§ **EXTRACTED ENTRIES**:

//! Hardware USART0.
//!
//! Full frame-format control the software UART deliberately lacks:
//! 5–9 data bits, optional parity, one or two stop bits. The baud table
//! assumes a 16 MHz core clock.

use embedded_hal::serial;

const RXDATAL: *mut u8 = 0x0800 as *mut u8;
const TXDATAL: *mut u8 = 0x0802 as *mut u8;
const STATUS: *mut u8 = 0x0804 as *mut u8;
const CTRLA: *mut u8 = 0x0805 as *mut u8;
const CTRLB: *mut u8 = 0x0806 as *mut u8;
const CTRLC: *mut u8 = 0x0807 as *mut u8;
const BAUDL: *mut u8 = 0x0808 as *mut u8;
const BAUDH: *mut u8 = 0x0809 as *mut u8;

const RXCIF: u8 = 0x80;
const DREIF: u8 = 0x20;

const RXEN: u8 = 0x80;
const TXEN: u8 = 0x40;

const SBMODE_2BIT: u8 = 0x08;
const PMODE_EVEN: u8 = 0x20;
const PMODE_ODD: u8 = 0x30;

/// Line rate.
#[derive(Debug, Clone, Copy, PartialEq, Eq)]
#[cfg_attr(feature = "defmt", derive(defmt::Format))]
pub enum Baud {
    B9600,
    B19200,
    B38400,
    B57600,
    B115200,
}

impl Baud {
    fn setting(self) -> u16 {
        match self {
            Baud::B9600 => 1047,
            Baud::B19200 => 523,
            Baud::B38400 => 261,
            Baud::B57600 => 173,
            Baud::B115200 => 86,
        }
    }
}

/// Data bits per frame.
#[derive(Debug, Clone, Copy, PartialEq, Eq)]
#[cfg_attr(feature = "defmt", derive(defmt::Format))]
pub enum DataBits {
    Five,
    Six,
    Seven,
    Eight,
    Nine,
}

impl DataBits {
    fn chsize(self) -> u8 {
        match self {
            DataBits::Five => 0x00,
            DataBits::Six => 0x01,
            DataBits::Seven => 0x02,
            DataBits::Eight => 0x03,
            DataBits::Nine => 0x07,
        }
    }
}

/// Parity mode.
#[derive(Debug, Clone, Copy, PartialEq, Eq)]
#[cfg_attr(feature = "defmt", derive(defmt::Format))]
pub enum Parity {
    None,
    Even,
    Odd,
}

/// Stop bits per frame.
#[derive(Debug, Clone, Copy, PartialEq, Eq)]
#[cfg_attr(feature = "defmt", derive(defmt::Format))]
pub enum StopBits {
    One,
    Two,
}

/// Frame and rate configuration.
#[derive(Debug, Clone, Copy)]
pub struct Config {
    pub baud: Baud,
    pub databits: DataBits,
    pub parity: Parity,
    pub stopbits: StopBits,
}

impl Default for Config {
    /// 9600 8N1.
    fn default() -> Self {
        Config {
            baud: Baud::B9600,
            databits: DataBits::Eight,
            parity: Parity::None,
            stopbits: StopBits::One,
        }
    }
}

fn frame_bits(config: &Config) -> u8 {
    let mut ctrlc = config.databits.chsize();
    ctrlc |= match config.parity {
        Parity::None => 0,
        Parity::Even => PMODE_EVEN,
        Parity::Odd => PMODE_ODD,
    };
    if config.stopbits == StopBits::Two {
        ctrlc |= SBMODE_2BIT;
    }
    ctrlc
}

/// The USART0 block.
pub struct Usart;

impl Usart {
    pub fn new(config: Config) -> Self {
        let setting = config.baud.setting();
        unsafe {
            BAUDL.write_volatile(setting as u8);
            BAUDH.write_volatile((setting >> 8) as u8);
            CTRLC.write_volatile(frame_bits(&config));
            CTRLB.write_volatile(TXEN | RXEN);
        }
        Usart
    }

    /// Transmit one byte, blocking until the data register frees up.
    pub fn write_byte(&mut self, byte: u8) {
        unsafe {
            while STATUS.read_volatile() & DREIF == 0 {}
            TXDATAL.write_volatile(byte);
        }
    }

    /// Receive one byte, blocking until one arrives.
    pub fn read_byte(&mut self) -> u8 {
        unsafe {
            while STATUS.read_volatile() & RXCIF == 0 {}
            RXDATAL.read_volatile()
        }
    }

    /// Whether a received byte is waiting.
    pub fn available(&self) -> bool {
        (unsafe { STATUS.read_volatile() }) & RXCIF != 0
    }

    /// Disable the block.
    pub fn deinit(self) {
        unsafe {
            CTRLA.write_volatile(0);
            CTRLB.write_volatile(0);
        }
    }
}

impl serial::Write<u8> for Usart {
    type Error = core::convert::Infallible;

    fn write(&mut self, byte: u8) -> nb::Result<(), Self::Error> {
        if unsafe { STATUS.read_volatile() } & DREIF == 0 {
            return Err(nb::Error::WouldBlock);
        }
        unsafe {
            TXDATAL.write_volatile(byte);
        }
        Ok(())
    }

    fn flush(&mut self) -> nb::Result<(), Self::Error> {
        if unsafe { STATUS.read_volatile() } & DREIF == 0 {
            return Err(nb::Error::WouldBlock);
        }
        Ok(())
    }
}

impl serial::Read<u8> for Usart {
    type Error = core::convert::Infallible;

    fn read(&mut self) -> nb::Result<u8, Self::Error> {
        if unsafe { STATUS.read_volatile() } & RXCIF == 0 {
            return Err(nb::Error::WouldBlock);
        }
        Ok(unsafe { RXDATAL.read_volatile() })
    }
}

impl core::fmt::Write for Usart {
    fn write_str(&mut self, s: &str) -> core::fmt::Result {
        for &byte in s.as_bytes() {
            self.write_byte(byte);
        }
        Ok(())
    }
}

...

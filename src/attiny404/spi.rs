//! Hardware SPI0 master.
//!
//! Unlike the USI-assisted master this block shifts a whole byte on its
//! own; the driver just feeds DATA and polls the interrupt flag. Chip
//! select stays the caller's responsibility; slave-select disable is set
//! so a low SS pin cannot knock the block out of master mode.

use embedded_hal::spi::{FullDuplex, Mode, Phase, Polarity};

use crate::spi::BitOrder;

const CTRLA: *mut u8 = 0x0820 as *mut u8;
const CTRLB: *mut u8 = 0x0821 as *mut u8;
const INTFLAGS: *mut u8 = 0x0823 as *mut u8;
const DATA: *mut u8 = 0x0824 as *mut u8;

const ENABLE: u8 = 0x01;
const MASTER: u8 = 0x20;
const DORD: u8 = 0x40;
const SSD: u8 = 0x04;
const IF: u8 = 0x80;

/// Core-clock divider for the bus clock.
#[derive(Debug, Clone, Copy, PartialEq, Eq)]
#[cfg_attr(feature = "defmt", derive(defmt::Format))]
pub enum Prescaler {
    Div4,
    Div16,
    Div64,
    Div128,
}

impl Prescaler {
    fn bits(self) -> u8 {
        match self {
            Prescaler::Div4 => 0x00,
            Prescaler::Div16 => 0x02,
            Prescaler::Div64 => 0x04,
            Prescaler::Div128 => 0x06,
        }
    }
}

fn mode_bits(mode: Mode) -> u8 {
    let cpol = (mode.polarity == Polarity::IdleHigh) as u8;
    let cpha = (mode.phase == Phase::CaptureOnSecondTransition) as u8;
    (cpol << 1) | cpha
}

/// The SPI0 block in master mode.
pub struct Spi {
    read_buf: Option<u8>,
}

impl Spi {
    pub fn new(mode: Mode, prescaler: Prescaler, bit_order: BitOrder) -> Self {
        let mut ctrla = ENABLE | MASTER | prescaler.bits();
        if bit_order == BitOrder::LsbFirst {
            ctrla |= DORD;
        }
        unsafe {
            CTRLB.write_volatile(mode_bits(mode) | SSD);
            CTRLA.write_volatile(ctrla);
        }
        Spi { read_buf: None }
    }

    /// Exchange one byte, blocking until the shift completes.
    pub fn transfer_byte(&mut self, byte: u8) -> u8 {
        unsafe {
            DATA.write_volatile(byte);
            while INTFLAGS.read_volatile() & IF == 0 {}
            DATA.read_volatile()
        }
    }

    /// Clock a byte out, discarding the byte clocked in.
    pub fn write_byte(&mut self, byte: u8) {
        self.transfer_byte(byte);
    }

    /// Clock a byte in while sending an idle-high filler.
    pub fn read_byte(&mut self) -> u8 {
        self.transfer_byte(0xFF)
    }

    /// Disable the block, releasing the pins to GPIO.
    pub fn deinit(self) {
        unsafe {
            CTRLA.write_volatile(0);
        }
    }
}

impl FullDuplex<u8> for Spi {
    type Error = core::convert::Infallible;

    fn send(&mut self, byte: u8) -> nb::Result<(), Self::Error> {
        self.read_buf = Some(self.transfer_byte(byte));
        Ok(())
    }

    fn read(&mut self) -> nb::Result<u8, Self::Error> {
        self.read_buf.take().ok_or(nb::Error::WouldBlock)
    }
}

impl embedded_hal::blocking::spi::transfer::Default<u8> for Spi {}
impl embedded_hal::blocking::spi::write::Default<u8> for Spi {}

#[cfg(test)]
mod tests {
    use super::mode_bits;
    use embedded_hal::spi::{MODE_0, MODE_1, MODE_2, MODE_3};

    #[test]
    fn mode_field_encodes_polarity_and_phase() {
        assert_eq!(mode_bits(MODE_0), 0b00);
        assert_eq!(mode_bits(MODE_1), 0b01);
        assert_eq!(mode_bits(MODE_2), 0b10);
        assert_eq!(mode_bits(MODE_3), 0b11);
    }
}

§ **PROBLEM DESCRIPTION**: Repeat word for word the lines above that run from the line containing "byte is waiting." through the line containing "impl core::fmt::Write for", both ends included, and nothing else.

§ **SOLUTION TO THIS PROBLEM**:
    /// Whether a received byte is waiting.
    pub fn available(&self) -> bool {
        (unsafe { STATUS.read_volatile() }) & RXCIF != 0
    }

    /// Disable the block.
    pub fn deinit(self) {
        unsafe {
            CTRLA.write_volatile(0);
            CTRLB.write_volatile(0);
        }
    }
}

impl serial::Write<u8> for Usart {
    type Error = core::convert::Infallible;

    fn write(&mut self, byte: u8) -> nb::Result<(), Self::Error> {
        if unsafe { STATUS.read_volatile() } & DREIF == 0 {
            return Err(nb::Error::WouldBlock);
        }
        unsafe {
            TXDATAL.write_volatile(byte);
        }
        Ok(())
    }

    fn flush(&mut self) -> nb::Result<(), Self::Error> {
        if unsafe { STATUS.read_volatile() } & DREIF == 0 {
            return Err(nb::Error::WouldBlock);
        }
        Ok(())
    }
}

impl serial::Read<u8> for Usart {
    type Error = core::convert::Infallible;

    fn read(&mut self) -> nb::Result<u8, Self::Error> {
        if unsafe { STATUS.read_volatile() } & RXCIF == 0 {
            return Err(nb::Error::WouldBlock);
        }
        Ok(unsafe { RXDATAL.read_volatile() })
    }
}

impl core::fmt::Write for Usart {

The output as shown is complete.